[Opening PROVIDED ENTRIES section]

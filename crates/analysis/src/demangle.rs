//! Symbol demangling helpers (Itanium ABI only).

use cpp_demangle::{DemangleOptions, Symbol};

/// Does the symbol demangle as an Itanium C++ name?
pub fn is_mangled(name: &str) -> bool {
    name.starts_with("_Z") && Symbol::new(name.as_bytes()).is_ok()
}

/// Demangle a symbol; non-mangled names come back unchanged.
pub fn demangle(name: &str) -> String {
    Symbol::new(name.as_bytes())
        .ok()
        .and_then(|sym| sym.demangle(&DemangleOptions::default()).ok())
        .unwrap_or_else(|| name.to_string())
}

/// Demangled name with the argument list stripped, when the symbol
/// demangles.
pub fn demangle_without_args(name: &str) -> Option<String> {
    let demangled = Symbol::new(name.as_bytes())
        .ok()
        .and_then(|sym| sym.demangle(&DemangleOptions::default()).ok())?;
    match demangled.find('(') {
        Some(pos) if pos > 0 => Some(demangled[..pos].to_string()),
        _ => Some(demangled),
    }
}

/// The inner identifier of a plain `_Z[L]<len><name>...` symbol.
pub fn itanium_base_name(symbol: &str) -> Option<String> {
    let rest = symbol.strip_prefix("_Z")?;
    let rest = rest.strip_prefix('L').unwrap_or(rest);
    let digits_end = rest
        .find(|c: char| !c.is_ascii_digit())
        .unwrap_or(rest.len());
    if digits_end == 0 {
        return None;
    }
    let len: usize = rest[..digits_end].parse().ok()?;
    let name = &rest[digits_end..];
    if len == 0 || name.len() < len {
        return None;
    }
    Some(name[..len].to_string())
}

#[cfg(test)]
mod tests {
    use super::*;

    #[test]
    fn itanium_base_names() {
        assert_eq!(itanium_base_name("_Z3foov"), Some("foo".to_string()));
        assert_eq!(itanium_base_name("_ZL6helperi"), Some("helper".to_string()));
        assert_eq!(itanium_base_name("main"), None);
        assert_eq!(itanium_base_name("_Zv"), None);
    }

    #[test]
    fn plain_names_pass_through() {
        assert_eq!(demangle("main"), "main");
        assert!(!is_mangled("main"));
    }

    #[test]
    fn mangled_names_demangle() {
        assert!(is_mangled("_Z3fooi"));
        let pretty = demangle("_Z3fooi");
        assert!(pretty.starts_with("foo("), "got {pretty}");
        assert_eq!(demangle_without_args("_Z3fooi"), Some("foo".to_string()));
    }
}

[Closing PROVIDED ENTRIES section]

Please print exactly what appears from the first line of the data through the line with "let demangled = Symbol::new(name.as_bytes())", including both of those lines and nothing past them.

filename crates/analysis/src/demangle.rs
//! Symbol demangling helpers (Itanium ABI only).

use cpp_demangle::{DemangleOptions, Symbol};

/// Does the symbol demangle as an Itanium C++ name?
pub fn is_mangled(name: &str) -> bool {
    name.starts_with("_Z") && Symbol::new(name.as_bytes()).is_ok()
}

/// Demangle a symbol; non-mangled names come back unchanged.
pub fn demangle(name: &str) -> String {
    Symbol::new(name.as_bytes())
        .ok()
        .and_then(|sym| sym.demangle(&DemangleOptions::default()).ok())
        .unwrap_or_else(|| name.to_string())
}

/// Demangled name with the argument list stripped, when the symbol
/// demangles.
pub fn demangle_without_args(name: &str) -> Option<String> {
    let demangled = Symbol::new(name.as_bytes())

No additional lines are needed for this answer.